= Heraclius (son of Constantine IV) =

Son of Constantine IV

Heraclius (Greek: Ἡράκλειος) was born between 668 and 685, (Note: At the time of this father's death in 685, his oldest brother was recorded as being 17 years old, meaning that Heraclius was born between 685 and 667.) (Note: Oxbridge Byzantine historian Joan M. Hussey lists: "Heraclius the Heraclid was born circa 670. He was the son of basileus Constantine IV the Heraclian and Anastasia". This would have been circa two years after his older brother Justinian II was born.) and died after 711, was the son, and second of two children, of Byzantine Emperor Constantine IV and his wife, Empress Anastasia.

==Life==
Unlike his older brother Justinian II, he was never made co-emperor under his father, and was never emperor. In contrast, the brothers of his father, Heraclius and Tiberius, had been crowned Augusti with Constantine IV during the reign of their father Constans II, but in 681 Constantine IV had them mutilated so they would be ineligible to rule.

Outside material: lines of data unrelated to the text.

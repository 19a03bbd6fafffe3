//! Reply Collector: the per-colour progress tracking and merge-on-arrival
//! bookkeeping the FSM occupies while `Collecting` for a phase.

use std::time::{Duration, Instant};

use crate::capability::{ClockOps, PhaseReply, TreeOps};
use crate::error::AeeError;
use crate::merge;
use crate::types::{Acc, Colour, Phase};

/// `(received, expected)` for one colour within the current phase.
#[derive(Debug, Clone, Copy, Default)]
pub struct Progress {
    pub received: u32,
    pub expected: u32,
}

impl Progress {
    #[must_use]
    pub fn new(expected: u32) -> Self {
        Self { received: 0, expected }
    }

    #[must_use]
    pub fn is_complete(self) -> bool {
        self.received >= self.expected
    }
}

/// State the FSM occupies while awaiting replies for one phase.
#[derive(Debug, Clone)]
pub struct ReplyCollector<C: ClockOps> {
    pub phase: Phase,
    pub blue: Progress,
    pub pink: Progress,
    pub blue_acc: Acc<C>,
    pub pink_acc: Acc<C>,
    pub phase_start: Instant,
}

impl<C: ClockOps> ReplyCollector<C> {
    #[must_use]
    pub fn new(phase: Phase, blue_expected: u32, pink_expected: u32, now: Instant) -> Self {
        Self {
            phase,
            blue: Progress::new(blue_expected),
            pink: Progress::new(pink_expected),
            blue_acc: Acc::initial_for(phase),
            pink_acc: Acc::initial_for(phase),
            phase_start: now,
        }
    }

    /// Folds one reply into the colour-specific accumulator using this
    /// phase's merge function, then marks that colour's progress.
    ///
    /// # Errors
    ///
    /// Returns [`AeeError::MalformedReply`] if `result`'s shape doesn't
    /// match `self.phase`; the caller terminates the exchange on this path.
    pub fn merge(
        &mut self,
        tree: &impl TreeOps,
        clocks: &C,
        colour: Colour,
        result: PhaseReply<C>,
    ) -> Result<(), AeeError> {
        result.validate_shape(self.phase, colour)?;

        let progress = match colour {
            Colour::Blue => &mut self.blue,
            Colour::Pink => &mut self.pink,
        };
        if progress.is_complete() {
            // Already at expected for this colour; a further reply (a
            // duplicate send, a straggler from a retried dispatch) would
            // push received past expected, which §3/§8.1 forbid. Folding it
            // in would also be unobservable to the caller (both_complete is
            // already true), so treat it as a no-op.
            return Ok(());
        }
        progress.received += 1;

        let acc = match colour {
            Colour::Blue => &mut self.blue_acc,
            Colour::Pink => &mut self.pink_acc,
        };
        match (acc, result) {
            (Acc::Root(acc_blob), PhaseReply::Root(incoming)) => {
                *acc_blob = merge::merge_root(tree, acc_blob, &incoming);
            }
            (Acc::Branches(acc_list), PhaseReply::Branches(incoming)) => {
                merge::merge_branches(tree, acc_list, incoming);
            }
            (Acc::Clocks(acc_list), PhaseReply::Clocks(incoming)) => {
                merge::merge_clocks(clocks, acc_list, incoming);
            }
            _ => unreachable!("validate_shape already rejected any mismatch"),
        }

        Ok(())
    }

    #[must_use]
    pub fn both_complete(&self) -> bool {
        self.blue.is_complete() && self.pink.is_complete()
    }

    #[must_use]
    pub fn missing_count(&self) -> u32 {
        (self.blue.expected + self.pink.expected).saturating_sub(self.blue.received + self.pink.received)
    }

    /// Time remaining before this phase's deadline fires, given its budget.
    /// Re-armed after every partial reply so total phase time is bounded
    /// irrespective of how many replies have arrived so far.
    #[must_use]
    pub fn remaining(&self, budget: Duration, now: Instant) -> Duration {
        budget.saturating_sub(now.saturating_duration_since(self.phase_start))
    }
}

Heraclius is noted in the Liber Pontificalis under Pope Benedict II who received locks of hair from Justinian and Heraclius ("domni Iustiniani et Heraclii filiorum…principis"), sent by their father, Constantine IV in 684/685. Such a gesture was understood as being a sign of adoption by the Pope of the two children. (Note: German Roman historian Ferdinand Gregorovius noted that: ";certain that it is that he allowed his two sons, Justinian and Heraclius, to be adopted by the Pope, sending to Benedict, according to the curious custom of the time, locks of hair of both princes; symbols of adoption which were solemnly deposited in a chapel of the Lateran.) Heraclius survived his father, but there is no record of him after the death of Constantine IV from dysentery in 685; in contrast, his brother Justinian II's death is known as 711, while his mother Anastasia outlived all her family and died sometime after 711.